I go against what all the rest say. I cover my monitor with a black cloth when profiling. The puck is reading from the screen and I don't want any ambient light leaking in from the sides. All of the above advice is great for viewing, but I have been told by a consultant that you want as pure a reading as you can get from the screen.
There is a large amount of truth to this. Your goal is to measure the output of your display, not the ambient lighting. Different measurement pucks and display technologies are affected differently by ambient light. what you want to avoid is the sensor picking up light scattered from the sides. If the sensor is reading light that comes from the room rather than the display, you will not have any accuracy in the screen's shadow response. We have characterized a number of measurement pucks for an upcoming report on sensor accuracy and found large (>15 DE) differences in measured black levels when comparing low light vs. typical office lighting for the ambient. The worst pucks in this regard were the i1-Pro and Spyder 3, the best the i1-Display.

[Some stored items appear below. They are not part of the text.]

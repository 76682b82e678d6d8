//! Events collected while drawing a frame, applied once the frame is laid out.

use panel_core::Coefficient;

#[derive(Debug, Clone, PartialEq)]
pub enum UiEvent {
    CoefficientChanged {
        coefficient: Coefficient,
        value: f64,
    },
    StartRequested,
    ViewDataRequested(String),
    SimulationKeyPressed,
}

impl UiEvent {
    pub fn name(&self) -> &'static str {
        match self {
            Self::CoefficientChanged { .. } => "coefficient_changed",
            Self::StartRequested => "start_requested",
            Self::ViewDataRequested(_) => "view_data_requested",
            Self::SimulationKeyPressed => "simulation_key_pressed",
        }
    }
}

Draping a cloth over the monitor works in a brightly lit environment. If you have control of the light switch, however, this is a better approach. Some sensors are prone to overheating and skewing the calibration levels. This is compounded if you use profiling software that takes a long time to do its thing.
As far as viewing environments go, the comments by Pat, Andrew, and Walter are spot-on. Avoid having light shining directly on your screen. A simple hood makes a major difference.

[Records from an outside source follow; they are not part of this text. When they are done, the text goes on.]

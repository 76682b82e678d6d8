use eframe::egui;
use panel_core::{Coefficient, PanelController, PanelView, Settings, SimulationViewport};

use crate::controller::events::UiEvent;
use crate::controller::orchestration::dispatch_ui_event;
use crate::simulation::BallFactory;
use crate::ui::chart::paint_scene;

pub struct PanelApp {
    panel: PanelController<BallFactory>,
    pending: Vec<UiEvent>,
    status: String,
}

impl PanelApp {
    pub fn new(route_label: String, settings: &Settings) -> Self {
        Self {
            panel: PanelController::with_scene(route_label, settings, BallFactory),
            pending: Vec::new(),
            status: String::new(),
        }
    }

    fn show_simulation_column(&mut self, ui: &mut egui::Ui) {
        let (dt, space_pressed) =
            ui.input(|i| (i.stable_dt as f64, i.key_pressed(egui::Key::Space)));

        egui::Frame::group(ui.style()).show(ui, |ui| match self.panel.simulation_mut() {
            Some(simulation) => {
                simulation.step(dt);
                simulation.paint(ui);
                if space_pressed {
                    self.pending.push(UiEvent::SimulationKeyPressed);
                }
            }
            None => {
                ui.label("You must start the session to begin.");
            }
        });
    }

    fn show_description(&self, ui: &mut egui::Ui) {
        ui.label(
            "This is a simple game designed to study how humans and machines interact \
             with each other. Press the spacebar every time the ball hits the bottom of \
             the screen.",
        );
        ui.label(format!(
            "You are currently playing on the {} setting.",
            self.panel.route_label()
        ));
        ui.label(
            "Session data is listed on the data page under the session key. It is kept \
             locally and is purely meant as a demonstration.",
        );
        if let Some(key) = self.panel.session().session_key() {
            ui.label(format!("Session key: {key}"));
        }
    }

    fn show_coefficient_slider(&mut self, ui: &mut egui::Ui, coefficient: Coefficient) {
        let control = self.panel.control(coefficient);
        ui.label(control.display_value());

        let mut value = control.value();
        let slider = egui::Slider::new(&mut value, control.min()..=control.max())
            .step_by(control.step())
            .show_value(false);
        if ui.add(slider).changed() {
            self.pending
                .push(UiEvent::CoefficientChanged { coefficient, value });
        }
        ui.add_space(12.0);
    }

    fn show_settings_column(&mut self, ui: &mut egui::Ui) {
        egui::Frame::group(ui.style()).show(ui, |ui| {
            self.show_description(ui);
            ui.separator();

            match self.panel.view() {
                PanelView::Configuring => {
                    paint_scene(ui, self.panel.surface());
                    ui.horizontal(|ui| {
                        ui.colored_label(egui::Color32::from_rgb(255, 0, 0), "progression");
                        ui.colored_label(egui::Color32::from_rgb(0, 128, 0), "y = x");
                        if let Some(fixed) = self.panel.fixed_point() {
                            ui.label(format!("fixed point {fixed:.2}"));
                        }
                    });
                    ui.add_space(8.0);

                    self.show_coefficient_slider(ui, Coefficient::A);
                    self.show_coefficient_slider(ui, Coefficient::B);

                    if ui.button("Start session").clicked() {
                        self.pending.push(UiEvent::StartRequested);
                    }
                }
                PanelView::Running { navigation_target } => {
                    if let Some(simulation) = self.panel.simulation() {
                        ui.label(format!(
                            "Running {} as {} (next bounce peak {:.2})",
                            simulation.config().label,
                            simulation.key(),
                            simulation.next_peak()
                        ));
                    }
                    match navigation_target {
                        Some(route) => {
                            if ui.link("View data").on_hover_text(route.as_str()).clicked() {
                                self.pending.push(UiEvent::ViewDataRequested(route));
                            }
                        }
                        None => {
                            ui.weak("Waiting for the session key…");
                        }
                    }
                }
            }

            if !self.status.is_empty() {
                ui.separator();
                ui.small(self.status.as_str());
            }
        });
    }
}

impl eframe::App for PanelApp {
    fn update(&mut self, ctx: &egui::Context, _frame: &mut eframe::Frame) {
        let window = ctx.input(|i| i.screen_rect().size());
        let viewport = SimulationViewport::from_window(window.x as f64, window.y as f64);

        egui::CentralPanel::default().show(ctx, |ui| {
            ui.columns(2, |columns| {
                self.show_simulation_column(&mut columns[0]);
                self.show_settings_column(&mut columns[1]);
            });
        });

        for event in std::mem::take(&mut self.pending) {
            dispatch_ui_event(&mut self.panel, event, viewport, &mut self.status);
        }

        if self.panel.is_running() {
            ctx.request_repaint();
        }
    }
}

The overall lighting level should not be overly bright, but today's LCD screens allow more flexibility than past models. Decent quality graphics displays offer the best overall color gamut and output smoothness when run at a luminance of at least 140 cd/m2. If your editing environment is still tuned to the 80 cd/m2 luminance of yesteryear's CRT displays, this will seem blindingly bright. If so, come on out of the cave!
If your ambient light is too bright you will not see the full black range your display shows. Profiling the screen with the light on will not help; the software tries to compensate for light that does not originate from the display. The result is a profile with poor shadow definition and, usually, a color cast as well.